La Corte giustamente ritiene invece che la disciplina delle posizioni organizzative, in quanto inerisce a profili dell’organizzazione mutevoli e non dà vita a criteri di inquadramento del personale stabili e di durata indeterminata, rientra «nell’ordinamento e organizzazione amministrativa regionale e quindi nella competenza legislativa residuale della Regione» prevista dal medesimo articolo 117 al comma 4 . Le questioni tecniche che stanno dietro questa decisione sono, come sempre, plurime e complesse. Però la sintesi è piuttosto semplice: com’è possibile che un’amministrazione cui la Costituzione riconosce ampia autonomia non possa nemmeno allungare di pochi mesi la durata di incarichi di alta responsabilità (nella specie di avvocati e ingegneri)? Per di più tale allungamento non presentava alcun aggravio in termini di spesa ed era anzi finalizzato a meglio ponderare un adeguamento del trattamento economico derivante da leggi statali entrate in vigore con gravi ritardi.

Ricorrono insomma nel caso deciso tutti i presupposti delle ben note paralisi “incrociate” che provocano inefficienze a catena con gravi danni per i cittadini e gli operatori economici. Ben venga allora una soluzione netta che riconosca alle singole amministrazioni ampi margini per una gestione di istituti riguardanti i rapporti di lavoro che si ripercuotono immediatamente su assetti e responsabilità organizzative. Insomma spazio alla delegificazione, anche se, purtroppo e contraddittoriamente, mediata da leggi regionali. Almeno queste ultime possono meglio tener conto delle specificità di servizi e risorse.

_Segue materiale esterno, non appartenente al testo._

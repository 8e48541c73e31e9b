//! Gap and outlier resolution.
//!
//! Turns per-frame quality records into one decision per frame index:
//! keep the detection, remove it, or reconstruct it from its neighbors.
//!
//! # Priority
//! 1. Off-screen frames are removed.
//! 2. Low-confidence frames: an isolated frame is reconstructed, a run of
//!    two or more is removed.
//! 3. Trend outliers are reconstructed, never removed.
//! 4. Missing and defective frames are reconstructed.
//!
//! When nothing survives, the best-scoring non-defective detections are
//! kept as anchors so the sequence can still be rebuilt around them.

use crate::config::ResolverConfig;
use crate::quality::QualityRecord;
use serde::{Deserialize, Serialize};
use std::ops::Range;
use tracing::{debug, warn};

/// What happens to a frame's detection.
#[derive(Debug, Clone, Copy, PartialEq, Eq, Hash, Serialize, Deserialize)]
#[serde(rename_all = "snake_case")]
pub enum Decision {
    Keep,
    Remove,
    Reconstruct,
}

/// Why a decision was taken.
#[derive(Debug, Clone, Copy, PartialEq, Eq, Hash, Serialize, Deserialize)]
#[serde(rename_all = "snake_case")]
pub enum DecisionReason {
    Reliable,
    OffScreen,
    LowConfidence,
    Outlier,
    Missing,
    Defective,
    /// Kept despite its flags because no frame was reliable.
    Anchor,
}

impl DecisionReason {
    pub fn as_str(&self) -> &'static str {
        match self {
            DecisionReason::Reliable => "reliable",
            DecisionReason::OffScreen => "off_screen",
            DecisionReason::LowConfidence => "low_confidence",
            DecisionReason::Outlier => "outlier",
            DecisionReason::Missing => "missing",
            DecisionReason::Defective => "defective",
            DecisionReason::Anchor => "anchor",
        }
    }
}

/// Decision for one frame index.
#[derive(Debug, Clone, Copy, PartialEq, Eq, Serialize, Deserialize)]
pub struct FrameDecision {
    pub index: usize,
    pub decision: Decision,
    pub reason: DecisionReason,
}

/// Decisions for a whole sequence.
#[derive(Debug, Clone, Default)]
pub struct Resolution {
    /// One entry per frame index, in order.
    pub decisions: Vec<FrameDecision>,
    /// Contiguous runs of removed indices.
    pub removed_blocks: Vec<Range<usize>>,
    /// Contiguous runs of non-kept indices.
    pub gaps: Vec<Range<usize>>,
    /// Gaps longer than the configured ceiling.
    pub long_gaps: Vec<Range<usize>>,
}

impl Resolution {
    pub fn decision(&self, index: usize) -> Option<Decision> {
        self.decisions.get(index).map(|d| d.decision)
    }

    pub fn is_keep(&self, index: usize) -> bool {
        self.decision(index) == Some(Decision::Keep)
    }

    pub fn count(&self, decision: Decision) -> usize {
        self.decisions.iter().filter(|d| d.decision == decision).count()
    }

    pub fn count_reason(&self, reason: DecisionReason) -> usize {
        self.decisions.iter().filter(|d| d.reason == reason).count()
    }
}

/// Gap and outlier resolver.
#[derive(Debug, Clone, Default)]
pub struct GapResolver {
    config: ResolverConfig,
}

impl GapResolver {
    pub fn new(config: ResolverConfig) -> Self {
        Self { config }
    }

    /// Resolve a sequence. `records[i]` is `None` when the detector reported
    /// nothing for frame `i`.
    pub fn resolve(&self, records: &[Option<QualityRecord>]) -> Resolution {
        let n = records.len();
        let mut decisions: Vec<FrameDecision> = records
            .iter()
            .enumerate()
            .map(|(index, record)| {
                let (decision, reason) = match record {
                    None => (Decision::Reconstruct, DecisionReason::Missing),
                    Some(r) if r.defective => (Decision::Reconstruct, DecisionReason::Defective),
                    Some(r) if r.off_screen => (Decision::Remove, DecisionReason::OffScreen),
                    // Provisional; settled by run length below.
                    Some(r) if r.low_confidence => {
                        (Decision::Reconstruct, DecisionReason::LowConfidence)
                    }
                    Some(r) if r.outlier => (Decision::Reconstruct, DecisionReason::Outlier),
                    Some(_) => (Decision::Keep, DecisionReason::Reliable),
                };
                FrameDecision {
                    index,
                    decision,
                    reason,
                }
            })
            .collect();

        for run in runs(n, |i| decisions[i].reason == DecisionReason::LowConfidence) {
            if run.len() >= 2 {
                for d in &mut decisions[run.clone()] {
                    d.decision = Decision::Remove;
                }
                debug!(start = run.start, end = run.end, "Removing low-confidence run");
            }
        }

        if !decisions.iter().any(|d| d.decision == Decision::Keep) {
            promote_anchors(records, &mut decisions);
        }

        let removed_blocks = runs(n, |i| decisions[i].decision == Decision::Remove);
        let gaps = runs(n, |i| decisions[i].decision != Decision::Keep);
        let long_gaps: Vec<Range<usize>> = gaps
            .iter()
            .filter(|g| g.len() > self.config.max_gap_frames)
            .cloned()
            .collect();

        for gap in &long_gaps {
            warn!(
                start = gap.start,
                end = gap.end,
                length = gap.len(),
                max_gap_frames = self.config.max_gap_frames,
                "Gap exceeds maximum length; filling anyway"
            );
        }

        Resolution {
            decisions,
            removed_blocks,
            gaps,
            long_gaps,
        }
    }
}

/// Keep the highest-scoring usable detections, preferring on-screen ones.
/// A detection is usable when it is not defective and has a visible
/// keypoint. Leaves `decisions` untouched when there is none.
fn promote_anchors(records: &[Option<QualityRecord>], decisions: &mut [FrameDecision]) {
    let usable = |r: &QualityRecord| !r.defective && r.mean_confidence > 0.0;
    let rank = |r: &QualityRecord| (!r.off_screen, r.quality_score);
    let Some(best) = records
        .iter()
        .flatten()
        .filter(|&r| usable(r))
        .map(rank)
        .max_by(|a, b| a.partial_cmp(b).unwrap_or(std::cmp::Ordering::Equal))
    else {
        return;
    };

    let mut promoted = Vec::new();
    for (decision, record) in decisions.iter_mut().zip(records) {
        let Some(r) = record else {
            continue;
        };
        let (on_screen, score) = rank(r);
        if usable(r) && on_screen == best.0 && score >= best.1 - 1e-9 {
            decision.decision = Decision::Keep;
            decision.reason = DecisionReason::Anchor;
            promoted.push(decision.index);
        }
    }
    warn!(
        anchors = promoted.len(),
        first = ?promoted.first(),
        quality_score = best.1,
        "No reliable frame; keeping best detections as anchors"
    );
}

/// Maximal runs of consecutive indices in `0..n` satisfying `pred`.
fn runs(n: usize, pred: impl Fn(usize) -> bool) -> Vec<Range<usize>> {
    let mut out = Vec::new();
    let mut start = None;
    for i in 0..n {
        match (pred(i), start) {
            (true, None) => start = Some(i),
            (false, Some(s)) => {
                out.push(s..i);
                start = None;
            }
            _ => {}
        }
    }
    if let Some(s) = start {
        out.push(s..n);
    }
    out
}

Poi non c’è dubbio che occorre andar oltre: snellire e semplificare il più possibile, a cominciare dalle fonti delle regole ineliminabili, persino se è necessario correre qualche rischio. Perciò sentenze come quella segnalata vanno nella direzione giusta e meritano ogni apprezzamento. Anche perché la Corte costituzionale sembra ben avvertita dei rischi e non manca di ricordare i paletti ineludibili nei principi di buon andamento e imparzialità di cui all’articolo 97 della Costituzione, seppure da interpretare modernamente.